Explain how to design and implement a simple SAP BusinessObjects Planning and Consolidation (BPC) consolidation-type application for technical people with little-to-no accounting experience.

Overview:

Below is a walkthrough creating a BPC consolidation application from "scratch", populating it with both master data (dimensions, dimension members, business rules, script logic) and transactional data (monthly summary data from a transactional system such as an SAP ERP or ECC system).  The following pages in this wiki will walk the reader through creating the necessary applications, dimensions, dimension properties, and dimension members for a BPC consolidation application set.  The applications will then be populated with both master data (dimension members, hierarchies and property values), and transactional data (revenues, expenses, currency exchange rates, ownership relationships between a fictitional software company and its partners and subsidiaries.

Prerequisites:

The steps in this walk through assume the reader has basic functional experience with BPC 7.x and is familiar with how to create and modify dimensions and applications within an application set using the BPC Administrator's console, and is familiar with how to run BPC Data Manager packages and create simple EVDRE reports within BPC for Excel client.

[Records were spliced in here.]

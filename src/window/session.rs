//! Drag-out of a note's payload to other applications.
//!
//! Holding a dragged note still escalates the window drag into a native
//! drag-and-drop operation. The native loop blocks the animation clock, so
//! the window follows the cursor from the loop's progress callback instead.
//! Moving too far away from where the drag-out started cancels it again and
//! resumes the plain window drag.

use std::time::{Duration, Instant};

use tracing::{debug, warn};

use crate::geometry::Point;
use crate::note::DragPayload;
use crate::platform::{DragAction, DropEffect};
use crate::window::{Context, FloatingWindow, follow_cursor};

/// Result of a drag-out session.
#[derive(Copy, Clone, PartialEq, Eq, Debug)]
pub enum SessionOutcome {
    /// A drop target moved the payload out of the note.
    Consumed,
    /// The pointer moved beyond the cancel distance.
    CancelledByMovement,
    /// Dropped somewhere, or cancelled without movement.
    Dropped,
    /// No drag payload could be created.
    Aborted,
}

/// Pointer rest tracking for drag-out escalation.
#[derive(Debug)]
pub struct HoldTimer {
    last_move: Instant,
    wait_start: Point,
    last_position: Point,
}

impl HoldTimer {
    pub fn new(now: Instant, cursor: Point) -> Self {
        Self { last_move: now, wait_start: cursor, last_position: cursor }
    }

    /// Restart the rest period at `cursor`.
    pub fn reset(&mut self, now: Instant, cursor: Point) {
        *self = Self::new(now, cursor);
    }

    /// Update the cursor position and get the time it has been at rest.
    pub fn update(&mut self, now: Instant, cursor: Point, cancel_distance: f64) -> Duration {
        if cursor != self.last_position {
            self.last_move = now;
            self.last_position = cursor;

            // Re-anchor so jitter in place can't accumulate.
            if cursor.distance(self.wait_start) > cancel_distance {
                self.wait_start = cursor;
            }
        }

        now.saturating_duration_since(self.last_move)
    }
}

impl FloatingWindow {
    /// Run one native drag-out session.
    ///
    /// Hit testing is always restored, regardless of the outcome.
    pub(super) fn run_drag_out(&mut self, cx: &mut Context<'_>) -> SessionOutcome {
        // Don't intercept our own drag feedback.
        self.surface.set_hit_test_transparent(true);

        let outcome = self.drag_out_loop(cx);

        self.surface.set_hit_test_transparent(false);

        outcome
    }

    fn drag_out_loop(&mut self, cx: &mut Context<'_>) -> SessionOutcome {
        let payload = match DragPayload::materialize(self.id, self.content.as_mut()) {
            Ok(payload) => payload,
            Err(err) => {
                warn!("Failed to create drag payload for note {}: {err}", self.id);
                return SessionOutcome::Aborted;
            },
        };

        let start = cx.platform.cursor_position();
        let gesture = &cx.config.gesture;
        let placement = &self.placement;
        let bounds = &mut self.bounds;
        let history = &mut self.history;
        let surface = self.surface.as_mut();
        let mut cancelled = false;

        let result = cx.platform.run_drag_loop(payload, &mut |progress| {
            let (time, cursor) = (progress.time, progress.cursor);
            follow_cursor(placement, gesture, time, cursor, bounds, history, surface);

            if progress.cursor.distance(start) > gesture.cancel_distance {
                cancelled = true;
                DragAction::Cancel
            } else {
                DragAction::Continue
            }
        });

        match result {
            _ if cancelled => SessionOutcome::CancelledByMovement,
            Ok(DropEffect::Move) => SessionOutcome::Consumed,
            Ok(DropEffect::Copy | DropEffect::None) => SessionOutcome::Dropped,
            Err(err) => {
                debug!("Native drag loop of note {} failed: {err}", self.id);
                SessionOutcome::Dropped
            },
        }
    }
}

Why a Consolidation application

For us non-accountant types, I am assuming that the concept of a planning application, and the need for budgeting and forecasting, as well as measuring our actual spending against our estimated/budgeted amounts is not difficult to relate to.  Many of us probably have our own monthly budgets, and idea of how much of our pay cheque remains from pay period to pay period, even if the numbers themselves are not formally put on paper, or in a spreadsheet.

A consolidation application, however, is quite different from a forecasting application.  Consolidation applications are required when a company owns 30% (or more) shares in one or more other companies.  When a company owns that

A Fictitious Company's Accounting Story for Q1 of January 2011

In January of 2011, John started a publicly traded US-based company named Perfect Accounting Solutions, Inc. (PAS) based on an accounting software program he wrote.

Following are accounting-relevant events that occurred during the first quarter of January 2011.

January 2011

Investors purchased USD$10,000,000 of PAS stock.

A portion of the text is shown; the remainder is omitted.